The JSO is divided into four departments as can be seen below. Each department has an associated code beginning with the letter J and a corresponding single-digit number.

The Joint Staff also consists of four special staff (Joint Staff Councilor/Director General, Public Affairs Director General and Legal Affairs General).

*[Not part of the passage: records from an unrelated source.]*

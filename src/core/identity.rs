//! Record identity system using type-prefixed ULIDs

use serde::{Deserialize, Serialize};
use std::fmt;
use std::str::FromStr;
use thiserror::Error;
use ulid::Ulid;

/// Record type prefixes
#[derive(Debug, Clone, Copy, PartialEq, Eq, PartialOrd, Ord, Hash, Serialize, Deserialize)]
#[serde(rename_all = "UPPERCASE")]
pub enum EntityPrefix {
    /// Non-conformance report (simple variant)
    Ncr,
    /// Non-conformance (full investigation variant)
    Nc,
    /// Combined corrective and preventive action
    Capa,
    /// Corrective action
    Ca,
    /// Preventive action
    Pa,
    /// Audit plan
    Aud,
    /// Audit finding
    Fnd,
    /// Inspection record
    Insp,
    /// Inspection result (one checked parameter)
    Ires,
    /// QC template
    Qct,
    /// QC template parameter
    Qcp,
}

impl EntityPrefix {
    /// Get the string representation of the prefix
    pub fn as_str(&self) -> &'static str {
        match self {
            EntityPrefix::Ncr => "NCR",
            EntityPrefix::Nc => "NC",
            EntityPrefix::Capa => "CAPA",
            EntityPrefix::Ca => "CA",
            EntityPrefix::Pa => "PA",
            EntityPrefix::Aud => "AUD",
            EntityPrefix::Fnd => "FND",
            EntityPrefix::Insp => "INSP",
            EntityPrefix::Ires => "IRES",
            EntityPrefix::Qct => "QCT",
            EntityPrefix::Qcp => "QCP",
        }
    }

    /// Human-readable family name used in messages
    pub fn family(&self) -> &'static str {
        match self {
            EntityPrefix::Ncr => "NCR",
            EntityPrefix::Nc => "non-conformance",
            EntityPrefix::Capa => "CAPA",
            EntityPrefix::Ca => "corrective action",
            EntityPrefix::Pa => "preventive action",
            EntityPrefix::Aud => "audit plan",
            EntityPrefix::Fnd => "audit finding",
            EntityPrefix::Insp => "inspection",
            EntityPrefix::Ires => "inspection result",
            EntityPrefix::Qct => "QC template",
            EntityPrefix::Qcp => "QC parameter",
        }
    }

    /// Get all valid prefixes
    pub fn all() -> &'static [EntityPrefix] {
        &[
            EntityPrefix::Ncr,
            EntityPrefix::Nc,
            EntityPrefix::Capa,
            EntityPrefix::Ca,
            EntityPrefix::Pa,
            EntityPrefix::Aud,
            EntityPrefix::Fnd,
            EntityPrefix::Insp,
            EntityPrefix::Ires,
            EntityPrefix::Qct,
            EntityPrefix::Qcp,
        ]
    }
}

impl fmt::Display for EntityPrefix {
    fn fmt(&self, f: &mut fmt::Formatter<'_>) -> fmt::Result {
        write!(f, "{}", self.as_str())
    }
}

impl FromStr for EntityPrefix {
    type Err = IdParseError;

    fn from_str(s: &str) -> Result<Self, Self::Err> {
        match s.to_uppercase().as_str() {
            "NCR" => Ok(EntityPrefix::Ncr),
            "NC" => Ok(EntityPrefix::Nc),
            "CAPA" => Ok(EntityPrefix::Capa),
            "CA" => Ok(EntityPrefix::Ca),
            "PA" => Ok(EntityPrefix::Pa),
            "AUD" => Ok(EntityPrefix::Aud),
            "FND" => Ok(EntityPrefix::Fnd),
            "INSP" => Ok(EntityPrefix::Insp),
            "IRES" => Ok(EntityPrefix::Ires),
            "QCT" => Ok(EntityPrefix::Qct),
            "QCP" => Ok(EntityPrefix::Qcp),
            _ => Err(IdParseError::InvalidPrefix(s.to_string())),
        }
    }
}

/// A unique record identifier combining a type prefix and ULID
#[derive(Debug, Clone, PartialEq, Eq, PartialOrd, Ord, Hash)]
pub struct EntityId {
    prefix: EntityPrefix,
    ulid: Ulid,
}

impl EntityId {
    /// Create a new EntityId with the given prefix
    pub fn new(prefix: EntityPrefix) -> Self {
        Self {
            prefix,
            ulid: Ulid::new(),
        }
    }

    /// Get the record prefix
    pub fn prefix(&self) -> EntityPrefix {
        self.prefix
    }

    /// Parse an EntityId from a string
    pub fn parse(s: &str) -> Result<Self, IdParseError> {
        s.parse()
    }
}

impl fmt::Display for EntityId {
    fn fmt(&self, f: &mut fmt::Formatter<'_>) -> fmt::Result {
        write!(f, "{}-{}", self.prefix, self.ulid)
    }
}

impl FromStr for EntityId {
    type Err = IdParseError;

    fn from_str(s: &str) -> Result<Self, Self::Err> {
        let (prefix_str, ulid_str) = s
            .split_once('-')
            .ok_or_else(|| IdParseError::MissingDelimiter(s.to_string()))?;

        let prefix = prefix_str.parse()?;
        let ulid = Ulid::from_string(ulid_str)
            .map_err(|e| IdParseError::InvalidUlid(ulid_str.to_string(), e.to_string()))?;

        Ok(Self { prefix, ulid })
    }
}

impl Serialize for EntityId {
    fn serialize<S>(&self, serializer: S) -> Result<S::Ok, S::Error>
    where
        S: serde::Serializer,
    {
        serializer.serialize_str(&self.to_string())
    }
}

impl<'de> Deserialize<'de> for EntityId {
    fn deserialize<D>(deserializer: D) -> Result<Self, D::Error>
    where
        D: serde::Deserializer<'de>,
    {
        let s = String::deserialize(deserializer)?;
        s.parse().map_err(serde::de::Error::custom)
    }
}

/// Errors that can occur when parsing record IDs
#[derive(Debug, Error)]
pub enum IdParseError {
    #[error("invalid record prefix: '{0}' (valid: NCR, NC, CAPA, CA, PA, AUD, FND, INSP, IRES, QCT, QCP)")]
    InvalidPrefix(String),

    #[error("missing '-' delimiter in record ID: '{0}'")]
    MissingDelimiter(String),

    #[error("invalid ULID '{0}': {1}")]
    InvalidUlid(String, String),
}

#[cfg(test)]
mod tests {
    use super::*;

    #[test]
    fn test_entity_id_generation() {
        let id = EntityId::new(EntityPrefix::Capa);
        assert!(id.to_string().starts_with("CAPA-"));
        assert_eq!(id.to_string().len(), 31); // CAPA- (5) + ULID (26)
    }

    #[test]
    fn test_entity_id_roundtrip() {
        let original = EntityId::new(EntityPrefix::Insp);
        let parsed = EntityId::parse(&original.to_string()).unwrap();
        assert_eq!(parsed.prefix(), EntityPrefix::Insp);
        assert_eq!(original, parsed);
    }

    #[test]
    fn test_business_number_is_not_an_id() {
        // NCR-2025-003 splits into a valid prefix but an invalid ULID
        let err = EntityId::parse("NCR-2025-003").unwrap_err();
        assert!(matches!(err, IdParseError::InvalidUlid(_, _)));
    }

    #[test]
    fn test_entity_id_invalid_prefix() {
        let err = EntityId::parse("XXX-01HQ3K4N5M6P7R8S9T0UVWXYZ").unwrap_err();
        assert!(matches!(err, IdParseError::InvalidPrefix(_)));
    }

    #[test]
    fn test_entity_id_missing_delimiter() {
        let err = EntityId::parse("CAPA01HQ3K4N5M6P7R8S9T0UVWXYZ").unwrap_err();
        assert!(matches!(err, IdParseError::MissingDelimiter(_)));
    }

    #[test]
    fn test_all_prefixes_parse() {
        for prefix in EntityPrefix::all() {
            let id = EntityId::new(*prefix);
            let parsed = EntityId::parse(&id.to_string()).unwrap();
            assert_eq!(parsed.prefix(), *prefix);
        }
    }
}
//! Errors for the element layer (materials, objects, surfaces, ray batches).
//!
//! This module defines a single error type, [`OpticsError`], raised when an
//! element-layer value is constructed from inconsistent inputs. Tracing
//! itself never produces these errors: rays that miss a surface or fall
//! outside a clear aperture are recorded as vignetted inside [`Rays`]
//! rather than reported.
//!
//! ## Conventions
//! - **Indices are 0-based**.
//! - Lengths are in system units (see `System::scale`); wavelengths are in
//!   metres.
//!
//! [`Rays`]: crate::optics::rays::Rays

/// Result alias for element-layer constructors.
pub type OpticsResult<T> = Result<T, OpticsError>;

#[derive(Debug, Clone, PartialEq)]
pub enum OpticsError {
    // ---- Materials ----
    /// Refractive index must be finite and >= 1.
    InvalidIndex { nd: f64 },

    /// Abbe number must be positive (infinity means non-dispersive).
    InvalidAbbe { vd: f64 },

    // ---- Geometry ----
    /// Clear-aperture radius must be positive (infinity allowed).
    InvalidRadius { radius: f64, reason: &'static str },

    /// Origin offsets must be finite.
    NonFiniteOrigin { axis: usize, value: f64 },

    // ---- Object ----
    /// Field angle of an object at infinity must be finite and in [0, π/2).
    InvalidFieldAngle { angle: f64 },

    // ---- Ray batches ----
    /// Position/angle arrays must be `n × 3` with matching `n`.
    RayShapeMismatch { positions: (usize, usize), angles: (usize, usize) },

    /// Launch coordinates must be an `n × 2` array.
    LaunchShapeMismatch { found: (usize, usize) },
}

impl std::error::Error for OpticsError {}

impl std::fmt::Display for OpticsError {
    fn fmt(&self, f: &mut std::fmt::Formatter<'_>) -> std::fmt::Result {
        match self {
            OpticsError::InvalidIndex { nd } => {
                write!(f, "Invalid refractive index {nd}: must be finite and >= 1")
            }
            OpticsError::InvalidAbbe { vd } => {
                write!(f, "Invalid Abbe number {vd}: must be positive")
            }
            OpticsError::InvalidRadius { radius, reason } => {
                write!(f, "Invalid clear-aperture radius {radius}: {reason}")
            }
            OpticsError::NonFiniteOrigin { axis, value } => {
                write!(f, "Non-finite origin offset on axis {axis}: {value}")
            }
            OpticsError::InvalidFieldAngle { angle } => {
                write!(f, "Invalid field angle {angle}: must be finite and in [0, pi/2)")
            }
            OpticsError::RayShapeMismatch { positions, angles } => {
                write!(
                    f,
                    "Ray array shape mismatch: positions {positions:?}, angles {angles:?}; \
                     expected matching (n, 3)"
                )
            }
            OpticsError::LaunchShapeMismatch { found } => {
                write!(f, "Launch coordinates must have shape (n, 2), found {found:?}")
            }
        }
    }
}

JSO internal structure consist of the following:

- General Affairs Department (J-1)
- Operations Department (J-3)
- Logistics (J-4)
- Defense Plans and Policy Department (J-5)
- C4 Systems Department (J-6)

== Main Executives ==

Main Executives
| Government Post Name | Rank | name | Date of Appointment |
|---|---|---|---|
| Chief of Staff, JS | General | Yoshihide Yoshida | 30 March 2023 |
| Vice Chief of Staff, JS | Lieutenant General | Kenichiro Nagumo | 30 March 2023 |
| Senior Enlisted Advisor to the chief of staff | Warrant Officer | Osamu Kai | 6 June 2024 |
| Administrative Vice Chief of Staff, JS | Defense Administrative | Isao Ono | 19 July 2024 |
| Director, General Affairs Department (J-1) | Major General | Keitaro Takaishi | 2 August 2024 |
| Director, Operations Department (J-3) | Vice Admiral | Shinichi Kawamura | 2 August 2024 |
| Director, Defense Plans and Policy Department(J-5) | Major General | Nobutaka Minamikawa | 23 December 2022 |
| Director, C4 Systems Department (J-6) | Major General | Yasuhiro Kato | 29 August 2023 |
| Principal Joint Staff Councilor | Defense Administrative | Yasuhiro Miyamoto | July 2024 |
| Joint Staff Councilor | Defense Administrative | Kyoichi Nakao | October 2024 |
| Director, Public Affairs | Major General | Yuki Sakata | 29 August 2023 |
| Legal Affairs General | Colonel | Junji Shinagawa | 13 March 2023 |
| Director, Logistics (J-4) | Major General | Toshio Imai | 28 March 2024 |

== Duties ==
The duties of JSO includes the following.

The JSO is responsible for coordinating the activities of the ground, maritime and air service branches of the Japan Self-Defense Forces.

- Vice Chief of Staff, JS support Chief of Staff, JS in fixing and supervising affairs related to JSO.
- Administrative Vice Chief of Staff, JS sum up and organize affairs related to the coordination of important matters related to JSO affairs.
- General Affairs Department is responsible for building work plans related to JSO, account, and benefits.
- Operations Department is in charge of the overall coordination of the action planning and operations related to emergency reaction measures.
- Defense Plans and Policy Department is responsible for defense and security planning from executing mission smoothly through joint operations point of view.
- C4 systems Department is in charge of not only planning and supervising communications necessary for planning actions but also planning and managing the use radio waves.

== Affiliated organizations ==
Founded in 1961, the Joint Staff College is an affiliated school of the JSO and the Ministry of Defense.